Tired of big data stories? Unfortunately, they're not likely to stop anytime soon, especially from vendors hoping to re-ignite your Capex spending. But there is some great truth to the growing data explosion, and it pays to consider how that will likely cause incredible changes to our nice, safe, well-understood current storage offerings. For some it might feel like watching a train wreck unfolding in slow motion, but for others it just might be an exciting big wave to surf on. Either way, one of the biggest contributions to data growth will come from the so-called Internet of Things.
Basically, the Internet of Things just means that clever new data sensors (and, in many cases, remote controls) will be added to more and more devices that we interact with every day, turning almost everything we touch into data sources. The prime example is probably your smartphone, which is capable of reporting your location, orientation, usage, movement, and even social and behavioral patterns. If you're engineering-minded, you can order a cheap Raspberry Pi computer and instrument any given object in your house today, from metering active energy devices to tracking passive items for security to monitoring environmental conditions. You can capture your goldfish's swimming activity or count how many times someone opened the refrigerator door before dinner.
One challenge is that this highly measured world will create data at an astonishing rate, even if not all the data is or ever will be interesting or valuable. We might resist this in our own homes, but the Internet of Things trend breached the data center walls long ago. Most active IT components and devices have some built-in instrumentation and logging already, and we'll see additional sensors added to the rest of our gear. Naturally, if there are instrumented IT components and devices, someone (probably us) will want to collect and keep the data around for eventual analysis, just in case.
Adding to the potential data overload, there's an emerging big data science principle that says the more data history one has the better. Since we don't necessarily know today all the questions we might want to ask of our data in the future, it's best to retain all the detailed history perpetually. That way we always have the flexibility to answer any new questions we might ever think of, and as a bonus gain visibility over an ever-larger data set as time goes by.
The good news is that there are already some solutions within IT that can tame the Internet of Things. Tools such as Splunk and VMware vCenter Log Insight are great for aggregating log and event data for useful analysis. Splunk has even proven valuable beyond IT when business relevant "crossover" data sources such as Web user logs are folded into the mix (e.g., marketing might like to know about user behavior on those Web servers).

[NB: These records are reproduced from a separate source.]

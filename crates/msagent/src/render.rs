use std::io::Write;

use colored::Colorize;
use msagent_core::app::{LoopState, TurnEvent};
use serde_json::Value;
use tokio::sync::mpsc;

const MAX_ARGUMENT_PREVIEW: usize = 80;

/// Formats one turn event for the terminal. `None` means nothing to show.
pub fn format_event(event: &TurnEvent, stream_text: bool) -> Option<String> {
    match event {
        TurnEvent::TextDelta(text) if stream_text => Some(text.clone()),
        TurnEvent::TextDelta(_) | TurnEvent::StateChanged(_) => None,
        TurnEvent::ToolCallStarted {
            name, arguments, ..
        } => Some(format!(
            "\n{} {}({})\n",
            "→".cyan(),
            name.cyan().bold(),
            preview_arguments(arguments).dimmed()
        )),
        TurnEvent::ToolCallFinished { name, is_error, .. } => Some(if *is_error {
            format!("{} {} failed\n", "✗".red(), name)
        } else {
            format!("{} {} done\n", "✓".green(), name)
        }),
        TurnEvent::Warning(message) => Some(format!("{} {}\n", "warning:".yellow(), message)),
    }
}

fn preview_arguments(arguments: &Value) -> String {
    let rendered = match arguments {
        Value::Object(map) if map.is_empty() => String::new(),
        other => other.to_string(),
    };
    if rendered.chars().count() > MAX_ARGUMENT_PREVIEW {
        let truncated: String = rendered.chars().take(MAX_ARGUMENT_PREVIEW).collect();
        format!("{truncated}…")
    } else {
        rendered
    }
}

/// Writes turn events to stdout until the sender side is dropped.
pub async fn print_events(mut events: mpsc::Receiver<TurnEvent>, stream_text: bool) {
    let mut stdout = std::io::stdout();
    while let Some(event) = events.recv().await {
        if let TurnEvent::StateChanged(LoopState::Streaming) = event {
            tracing::debug!("model stream opened");
        }
        if let Some(text) = format_event(&event, stream_text) {
            let _ = write!(stdout, "{text}");
            let _ = stdout.flush();
        }
    }
}

#[cfg(test)]
mod tests {
    use super::*;
    use serde_json::json;

    #[test]
    fn text_is_hidden_when_not_streaming() {
        let event = TurnEvent::TextDelta("hi".to_string());
        assert_eq!(format_event(&event, true), Some("hi".to_string()));
        assert_eq!(format_event(&event, false), None);
    }

    #[test]
    fn long_arguments_are_truncated() {
        let long = "x".repeat(200);
        let preview = preview_arguments(&json!({ "text": long }));
        assert_eq!(preview.chars().count(), MAX_ARGUMENT_PREVIEW + 1);
        assert!(preview.ends_with('…'));
        assert_eq!(preview_arguments(&json!({})), "");
    }

    #[test]
    fn tool_events_name_the_tool() {
        colored::control::set_override(false);
        let started = TurnEvent::ToolCallStarted {
            id: "c1".to_string(),
            name: "read_file".to_string(),
            arguments: json!({"path": "a"}),
        };
        assert_eq!(
            format_event(&started, false).unwrap(),
            "\n→ read_file({\"path\":\"a\"})\n"
        );
        let failed = TurnEvent::ToolCallFinished {
            id: "c1".to_string(),
            name: "read_file".to_string(),
            is_error: true,
        };
        assert_eq!(format_event(&failed, false).unwrap(), "✗ read_file failed\n");
    }
}
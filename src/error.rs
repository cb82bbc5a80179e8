// src/error.rs
//! Failure taxonomy of the fetch pipeline.
//!
//! `TransportError` is `Clone` because a single failed refresh is handed to
//! every caller that was waiting on it.

use thiserror::Error;

#[derive(Error, Debug, Clone, PartialEq, Eq)]
pub enum TransportError {
    /// Upstream unreachable, connection reset, timed out.
    #[error("request to {url} failed: {reason}")]
    Request { url: String, reason: String },

    #[error("{url} answered with HTTP {status}")]
    Status { url: String, status: u16 },

    #[error("malformed response body from {url}: {reason}")]
    Malformed { url: String, reason: String },

    /// The detached refresh task panicked or was cancelled by the runtime.
    #[error("refresh task aborted: {reason}")]
    Aborted { reason: String },
}

impl TransportError {
    pub fn request(url: impl Into<String>, err: impl std::fmt::Display) -> Self {
        Self::Request {
            url: url.into(),
            reason: err.to_string(),
        }
    }

    pub fn malformed(url: impl Into<String>, err: impl std::fmt::Display) -> Self {
        Self::Malformed {
            url: url.into(),
            reason: err.to_string(),
        }
    }

    /// Short machine-friendly label, used for metrics and log fields.
    pub fn kind(&self) -> &'static str {
        match self {
            Self::Request { .. } => "request",
            Self::Status { .. } => "status",
            Self::Malformed { .. } => "malformed",
            Self::Aborted { .. } => "aborted",
        }
    }
}

#[cfg(test)]
mod tests {
    use super::*;

    #[test]
    fn display_names_the_url_and_status() {
        let e = TransportError::Status {
            url: "http://hn/topstories.json".into(),
            status: 503,
        };
        assert_eq!(e.to_string(), "http://hn/topstories.json answered with HTTP 503");
        assert_eq!(e.kind(), "status");
    }

    #[test]
    fn clones_compare_equal() {
        let e = TransportError::malformed("http://hn/item/1.json", "expected value");
        assert_eq!(e.clone(), e);
    }
}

But it's still not clear how an IT organization can make sense of a flood of disparate data from custom sensors, logs and metering sourced across all of its heterogeneous vendor devices. There aren't any notable industry standards yet, and we don't believe there will be given that every stab at creating monitoring standards in the past has essentially failed to enable a consistent interpretation of even the most basic metric like CPU utilization. The truth is that deep, vendor-specific knowledge is required to interpret data sourced from each vendor's devices.

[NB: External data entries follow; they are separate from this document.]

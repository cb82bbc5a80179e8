use axum::{routing::get, Router};
use metrics::{describe_counter, describe_gauge, describe_histogram, gauge};
use metrics_exporter_prometheus::{PrometheusBuilder, PrometheusHandle};

pub struct Metrics {
    pub handle: PrometheusHandle,
}

impl Metrics {
    /// Install the Prometheus recorder and publish the configured cache TTL.
    pub fn init(ttl_secs: u64) -> anyhow::Result<Self> {
        // Use default buckets to avoid API differences across crate versions.
        let handle = PrometheusBuilder::new().install_recorder()?;

        describe_counter!("snapshot_cache_hits_total", "Snapshot reads served from a live entry.");
        describe_counter!("snapshot_cache_misses_total", "Snapshot reads that started a refresh.");
        describe_counter!(
            "snapshot_cache_joins_total",
            "Snapshot reads that attached to an in-flight refresh."
        );
        describe_counter!("snapshot_refresh_total", "Completed refresh attempts.");
        describe_counter!("snapshot_refresh_errors_total", "Refresh attempts that failed.");
        describe_histogram!("snapshot_refresh_ms", "Refresh duration in milliseconds.");
        describe_gauge!("snapshot_items", "Items in the most recent snapshot.");
        describe_gauge!("snapshot_cache_ttl_secs", "Configured snapshot TTL.");

        // Absolute TTL, no sliding refresh
        gauge!("snapshot_cache_ttl_secs").set(ttl_secs as f64);

        Ok(Self { handle })
    }

    /// Returns a router exposing `/metrics` with the Prometheus exposition format.
    pub fn router<S>(&self) -> Router<S>
    where
        S: Clone + Send + Sync + 'static,
    {
        let handle = self.handle.clone();
        Router::new().route(
            "/metrics",
            get(move || {
                let h = handle.clone();
                async move { h.render() }
            }),
        )
    }
}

Storage vendors, call home
So what are our storage vendors up to? The most evolved are offering call home support based on analyzing a stream of data generated by your on-site implementation of their storage. Industrial Internet of Things data is sometimes collected directly through wireless or live Internet connectivity, but for IT storage arrays it's often sent as an automated periodic upload of various log, status, configuration and usage reports. By sharing this data, both the vendor and client provide each other with extra value, leading to a more intimate, trusted and valuable relationship.

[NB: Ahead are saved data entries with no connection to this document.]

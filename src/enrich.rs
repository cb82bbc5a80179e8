// src/enrich.rs
//! Derived item attributes: originating domain and matched keywords.

use crate::ingest::types::RawItem;
use crate::snapshot::EnrichedItem;

pub const DEFAULT_KEYWORDS: &[&str] = &["chatgpt", "claude", "anthropic", "gpt", "llm"];

/// Stateless enricher over a fixed keyword vocabulary.
#[derive(Debug, Clone)]
pub struct ItemEnricher {
    vocabulary: Vec<String>,
}

impl Default for ItemEnricher {
    fn default() -> Self {
        Self::new(DEFAULT_KEYWORDS.iter().map(|s| s.to_string()))
    }
}

impl ItemEnricher {
    /// Entries are lower-cased and de-duplicated; blank entries are dropped.
    pub fn new<I, S>(vocabulary: I) -> Self
    where
        I: IntoIterator<Item = S>,
        S: AsRef<str>,
    {
        let mut out: Vec<String> = Vec::new();
        for kw in vocabulary {
            let kw = kw.as_ref().trim().to_lowercase();
            if !kw.is_empty() && !out.contains(&kw) {
                out.push(kw);
            }
        }
        Self { vocabulary: out }
    }

    pub fn vocabulary(&self) -> &[String] {
        &self.vocabulary
    }

    pub fn enrich(&self, raw: RawItem) -> EnrichedItem {
        let domain = raw.url.as_deref().map(extract_domain).unwrap_or_default();
        let keywords = self.match_keywords(&raw.title);
        EnrichedItem {
            raw,
            domain,
            keywords,
        }
    }

    /// Vocabulary entries contained in `title`, compared case-insensitively.
    ///
    /// This is stricter than plain substring containment: an occurrence lying
    /// entirely inside an occurrence of a longer vocabulary entry does not
    /// count. "chatgpt" matches `chatgpt` only, while plain containment would
    /// also report `gpt`. A separate occurrence ("ChatGPT vs GPT-5") still
    /// reports both.
    pub fn match_keywords(&self, title: &str) -> Vec<String> {
        let lower = title.to_lowercase();
        let spans: Vec<(usize, usize, usize)> = self
            .vocabulary
            .iter()
            .enumerate()
            .flat_map(|(k, kw)| {
                lower
                    .match_indices(kw.as_str())
                    .map(move |(start, m)| (k, start, start + m.len()))
            })
            .collect();

        self.vocabulary
            .iter()
            .enumerate()
            .filter(|(k, kw)| {
                spans
                    .iter()
                    .filter(|(owner, _, _)| owner == k)
                    .any(|&(_, start, end)| {
                        !spans.iter().any(|&(other, s, e)| {
                            other != *k
                                && self.vocabulary[other].len() > kw.len()
                                && s <= start
                                && end <= e
                        })
                    })
            })
            .map(|(_, kw)| kw.clone())
            .collect()
    }
}

/// Host component of an absolute URL; empty for anything that does not parse
/// or carries no host (`mailto:`, relative paths, "").
pub fn extract_domain(raw_url: &str) -> String {
    url::Url::parse(raw_url.trim())
        .ok()
        .and_then(|u| u.host_str().map(str::to_string))
        .unwrap_or_default()
}
// src/snapshot.rs
use chrono::{DateTime, Utc};
use serde::Serialize;

use crate::ingest::types::RawItem;

/// A raw item plus the attributes derived from it.
#[derive(Debug, Clone, PartialEq, Eq, Serialize)]
pub struct EnrichedItem {
    #[serde(flatten)]
    pub raw: RawItem,
    /// Host of `raw.url`, empty when the url is absent or unparsable.
    pub domain: String,
    /// Vocabulary entries found in the title, in vocabulary order.
    pub keywords: Vec<String>,
}

/// One immutable capture of the ranked item set.
#[derive(Debug, Clone, PartialEq, Eq, Serialize)]
pub struct Snapshot {
    items: Vec<EnrichedItem>,
    captured_at: DateTime<Utc>,
}

impl Snapshot {
    pub fn new(items: Vec<EnrichedItem>, captured_at: DateTime<Utc>) -> Self {
        Self { items, captured_at }
    }

    pub fn empty(captured_at: DateTime<Utc>) -> Self {
        Self::new(Vec::new(), captured_at)
    }

    /// Items in upstream ranking order.
    pub fn items(&self) -> &[EnrichedItem] {
        &self.items
    }

    pub fn captured_at(&self) -> DateTime<Utc> {
        self.captured_at
    }

    pub fn len(&self) -> usize {
        self.items.len()
    }

    pub fn is_empty(&self) -> bool {
        self.items.is_empty()
    }
}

There are two things a vendor does with call home data. The first is to provide much more effective and even proactive support because they can see directly what's happening on the storage platform, which features are being used, and the exact components that are installed and configured; but the vendor can also compare each customer's situation with the entire pool of other customers with similar implementations. In many call home schemes, the customer can also get their own processed views back to gain insights from the pooled knowledge and vendor analysis.
A vendor can also do a better job at, well, everything. Product management can better prioritize features, support can spot and address trending errors, account teams can ensure the customer is getting the most value out of what they bought, and marketing can plan more effective promotions. And yes, sales folks can make a well-timed sales call when usage is just about to max out the current license. There are non-client focused benefits too. For example, a storage vendor could track how OEM components such as flash cards or disk drives are performing in the field to help negotiate new supplier contracts.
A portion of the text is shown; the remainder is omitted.